Internet Infrastructure

My interest in the inner workings of the internet began in the spring of 2007, when my friend Daniel Jen suggested we take Professor Lixia Zhang’s graduate-level course on internet research together. Dan and I collaborated on the course project, an ambitious proposal to tweak the core infrastructure of the internet for better scalability. This proposal became APT: A practical tunneling architecture for routing scalability, a project which would lead us both to spend the rest of our graduate school careers working with Professor Zhang in her Internet Research Lab.

Tunneling packets through the internet core, as proposed by APT.

We presented our proposal to the Internet Engineering Task Force’s Routing Research Group at their semiannual meeting in November, 2007, but it never received much traction. This work has been subsumed by Named Data Networking (NDN), which solves a much larger infrastructure problem in a much more clever way, sweeping up scalability issues in its wake.

I subsequently switched my research focus to wireless networks (and how to apply NDN in that context).
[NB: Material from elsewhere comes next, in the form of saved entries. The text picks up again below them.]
//! Shared helpers for integration tests.
//!
//! Every test runs the real `reqwest` transport against a [`MockServer`].
//! Requests wiremock has no mock for are answered with 404, which is what
//! the dialect probe relies on to fall back to the legacy layout.

#![allow(dead_code)]

use arrlink::arr::{RadarrClient, SonarrClient, VersionedClient};
use serde_json::{json, Value};
use std::sync::{Arc, Mutex};
use wiremock::matchers::{method, path};
use wiremock::{Mock, MockServer, Request, ResponseTemplate};

pub const API_KEY: &str = "0123456789abcdef";

/// Start a server whose v3 status endpoint reports `version`.
pub async fn server_with_version(version: &str) -> MockServer {
    let server = MockServer::start().await;
    mount_status(&server, "/api/v3", version).await;
    server
}

pub async fn mount_status(server: &MockServer, prefix: &str, version: &str) {
    Mock::given(method("GET"))
        .and(path(format!("{}/system/status", prefix)))
        .respond_with(ResponseTemplate::new(200).set_body_json(json!({
            "appName": "Mock",
            "version": version,
            "startTime": "2023-03-01T10:00:00Z",
        })))
        .mount(server)
        .await;
}

pub async fn mount_get(server: &MockServer, route: &str, body: Value) {
    Mock::given(method("GET"))
        .and(path(route))
        .respond_with(ResponseTemplate::new(200).set_body_json(body))
        .mount(server)
        .await;
}

pub async fn api(server: &MockServer) -> VersionedClient {
    VersionedClient::connect(&server.uri(), API_KEY, false)
        .await
        .unwrap()
}

pub async fn radarr(server: &MockServer) -> RadarrClient {
    RadarrClient::connect(&server.uri(), API_KEY).await.unwrap()
}

pub async fn sonarr(server: &MockServer) -> SonarrClient {
    SonarrClient::connect(&server.uri(), API_KEY).await.unwrap()
}

// ---------------------------------------------------------------------------
// Shared resources
// ---------------------------------------------------------------------------

/// Root folders `/movies` (1) and `/tv` (2), quality profiles `Any` (1) and
/// `HD-1080p` (4).
pub async fn mount_resources(server: &MockServer, prefix: &str) {
    mount_get(
        server,
        &format!("{}/rootFolder", prefix),
        json!([
            {"id": 1, "path": "/movies", "freeSpace": 1024, "unmappedFolders": []},
            {"id": 2, "path": "/tv", "freeSpace": 2048, "unmappedFolders": []},
        ]),
    )
    .await;
    mount_get(
        server,
        &format!("{}/qualityProfile", prefix),
        json!([
            {"id": 1, "name": "Any"},
            {"id": 4, "name": "HD-1080p"},
        ]),
    )
    .await;
}

/// In-memory tag table served on `{prefix}/tag` for GET and POST.
#[derive(Clone, Default)]
pub struct TagStore {
    tags: Arc<Mutex<Vec<Value>>>,
}

impl TagStore {
    pub fn with_labels(labels: &[&str]) -> Self {
        let tags = labels
            .iter()
            .enumerate()
            .map(|(i, label)| json!({"id": i as i64 + 1, "label": label}))
            .collect();
        Self {
            tags: Arc::new(Mutex::new(tags)),
        }
    }

    pub fn labels(&self) -> Vec<String> {
        self.tags
            .lock()
            .unwrap()
            .iter()
            .filter_map(|t| t["label"].as_str().map(str::to_string))
            .collect()
    }

    pub async fn mount(&self, server: &MockServer, prefix: &str) {
        let list = self.tags.clone();
        Mock::given(method("GET"))
            .and(path(format!("{}/tag", prefix)))
            .respond_with(move |_: &Request| {
                let tags = list.lock().unwrap().clone();
                ResponseTemplate::new(200).set_body_json(Value::Array(tags))
            })
            .mount(server)
            .await;

        let table = self.tags.clone();
        Mock::given(method("POST"))
            .and(path(format!("{}/tag", prefix)))
            .respond_with(move |request: &Request| {
                let body: Value = serde_json::from_slice(&request.body).unwrap();
                let mut tags = table.lock().unwrap();
                let tag = json!({"id": tags.len() as i64 + 1, "label": body["label"]});
                tags.push(tag.clone());
                ResponseTemplate::new(201).set_body_json(tag)
            })
            .mount(server)
            .await;
    }
}

// ---------------------------------------------------------------------------
// Payloads
// ---------------------------------------------------------------------------

pub fn movie_json(id: Option<i64>, tmdb_id: i64, title: &str) -> Value {
    let mut movie = json!({
        "title": title,
        "tmdbId": tmdb_id,
        "year": 1979,
        "overview": format!("{} overview", title),
        "monitored": true,
        "tags": [],
    });
    if let Some(id) = id {
        movie["id"] = json!(id);
    }
    movie
}

pub fn series_json(id: Option<i64>, tvdb_id: i64, title: &str) -> Value {
    let mut series = json!({
        "title": title,
        "tvdbId": tvdb_id,
        "year": 2008,
        "monitored": true,
        "seasons": [
            {"seasonNumber": 1, "monitored": true},
            {"seasonNumber": 2, "monitored": true},
        ],
        "tags": [],
    });
    if let Some(id) = id {
        series["id"] = json!(id);
    }
    series
}

/// JSON bodies of every request the server received on `route`.
pub async fn bodies(server: &MockServer, http_method: &str, route: &str) -> Vec<Value> {
    server
        .received_requests()
        .await
        .unwrap_or_default()
        .into_iter()
        .filter(|r| r.method.as_str() == http_method && r.url.path() == route)
        .map(|r| serde_json::from_slice(&r.body).unwrap_or(Value::Null))
        .collect()
}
However, the majority of my labmates were still focused on internet infrastructure, and in particular on measuring the real network. Two of these labmates were Mohit Lad and Ricardo Oliveira, which is how I came to be the first employee at their startup, ThousandEyes (now part of Cisco) in 2010.

ThousandEyes continued in the same vein of network measurement, analysis, and visualization as Mohit and Ricardo’s work at UCLA, but building commercial products. Our first product was a novel system for monitoring the Domain Name System (DNS), a product for which I built the entire measurement and data collection system. This code ran with little modification and minimal maintenance for years (at least from 2010 through 2017), continuously providing data to some of the world’s largest tech companies.

I was also the sole developer of ThousandEyes Path Visualization from its inception through the first few years. Path Visualization is a sort of visual multi-point-to-multi-point traceroute, inferring the topology of the relevant slice of the internet from multiple independent measurements. Path Visualization is still a flagship part of the ThousandEyes product to this day, retaining most of the basic concepts and visual elements of the original version.

ThousandEyes Path Visualization
ThousandEyes Path Visualization

As the years went on, I took on a bigger leadership role and did less and less of the coding myself. Instead, I had the privilege of building and working with an incredible team that, thanks in no small part to Ricardo’s unmatched creativity as CTO, continued to develop novel network data collection, troubleshooting, data analysis, and visualization techniques.